Asked if he believed his political rhetoric was the cause of the university’s change of plans, Father Pavone told CNS Jan. 14: “We need to be far more outspoken as a church. Otherwise, we end up with an irrelevant church and a godless politics.”
“I served both of President Trump’s campaigns. Some fake news reporting gave the half-truth that I ‘resigned’ from my role with the campaign.” He said that was a “half-truth, because the reporting didn’t explain the reason, namely, that priests cannot have official titles with political campaigns — I had asked for an exemption, which canon law envisions.”
“But the impression was left that I somehow backed away from the campaign,” he said. “On the contrary, although I was obedient to the law and no longer kept an official title, I became MORE involved with the campaign, not less. Church leaders and groups should be overflowing with gratitude for all that President Trump has done for the freedom of the church in America and around the world.”
He had already caused controversy before the November presidential election by using profanity on Twitter and claiming that it would be sinful to vote for Democratic candidates and even appearing to threaten that Democrats who do not repent of their political choice could not receive sacramental absolution.
He tweeted Aug. 15: “I’ll be ready to hear the confessions of those who vote #Democrat, but we are trained that in the absence of repentance, absolution has to be withheld.”
In response, the Diocese of Amarillo posted a statement Sept. 16 saying both his remarks about confession and “and the use of scandalous words not becoming of a Catholic priest” are “not consistent with Catholic Church teachings. Neither the Catholic Church nor the Diocese of Amarillo condone any of these messages. Please disregard them and pray for Father Pavone.”
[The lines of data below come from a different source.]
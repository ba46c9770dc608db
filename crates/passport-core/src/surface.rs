//! Host presentation surface hooks.
//!
//! The surface itself (a dialog, a terminal prompt) belongs to the host. The
//! controller only sees its lifecycle: completion envelopes the host received
//! on the provider's behalf, and the surface being closed.

use tokio::sync::mpsc;

use crate::bridge::CompletionEnvelope;

#[derive(Debug, Clone, PartialEq, Eq)]
pub enum SurfaceEvent {
    /// The host received a completion payload for the in-flight login.
    Envelope(CompletionEnvelope),
    /// The surface was dismissed or torn down.
    Closed,
}

/// Host-side handle. Cloneable; dropping every clone closes the surface.
#[derive(Debug, Clone)]
pub struct SurfaceHandle {
    tx: mpsc::UnboundedSender<SurfaceEvent>,
}

impl SurfaceHandle {
    /// Forwards a completion envelope to the controller.
    ///
    /// Returns false if the controller is no longer listening.
    pub fn forward_envelope(&self, envelope: CompletionEnvelope) -> bool {
        self.tx.send(SurfaceEvent::Envelope(envelope)).is_ok()
    }

    /// Signals that the surface was torn down.
    pub fn close(&self) {
        let _ = self.tx.send(SurfaceEvent::Closed);
    }

    pub fn is_detached(&self) -> bool {
        self.tx.is_closed()
    }
}

/// Controller-side end of the surface hooks.
#[derive(Debug)]
pub struct SurfaceEvents {
    rx: mpsc::UnboundedReceiver<SurfaceEvent>,
}

impl SurfaceEvents {
    /// Waits for the next surface event. Returns `Closed` once every handle is gone.
    pub async fn next(&mut self) -> SurfaceEvent {
        self.rx.recv().await.unwrap_or(SurfaceEvent::Closed)
    }
}

pub fn channel() -> (SurfaceHandle, SurfaceEvents) {
    let (tx, rx) = mpsc::unbounded_channel();
    (SurfaceHandle { tx }, SurfaceEvents { rx })
}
Before the 2016 election, Father Pavone broadcast live on Facebook an appeal to voters to support Trump over Hillary Clinton. He did so by placing on the altar what he told viewers was the body of “a baby killed by abortion in the second trimester of pregnancy.”
After sharp criticism, including from his bishop, Father Pavone apologized.
In 2014, New York Cardinal Timothy M. Dolan cut ties with Father Pavone and Priests for Life, saying the priest refused to allow an audit of the group’s finances. At the time, Priests for Life was based in Staten Island, N.Y. It has since moved its headquarters to Titusville, Fla.
Father Pavone was ordained a priest of the New York Archdiocese in 1988 but was incardinated into the Amarillo Diocese in 2005 by Bishop John W. Yanta, then head of the diocese, who served on the board of advisers of Priests for Life. In 2011, Bishop Zurek, who succeeded Bishop Yanta, told Father Pavone he was “suspended” from ministry outside the diocese; in 2012, the Vatican Congregation for Clergy upheld Father Pavone’s appeal of the suspension, but said the priest must obtain specific permission from his bishop, Bishop Zurek, to minister outside the diocese.
An official at the Congregation for Catholic Education told Catholic News Service Jan. 11 that while pontifical universities and institutes must check with the Vatican before awarding an honorary doctorate degree, there is no such requirement for the granting of other awards.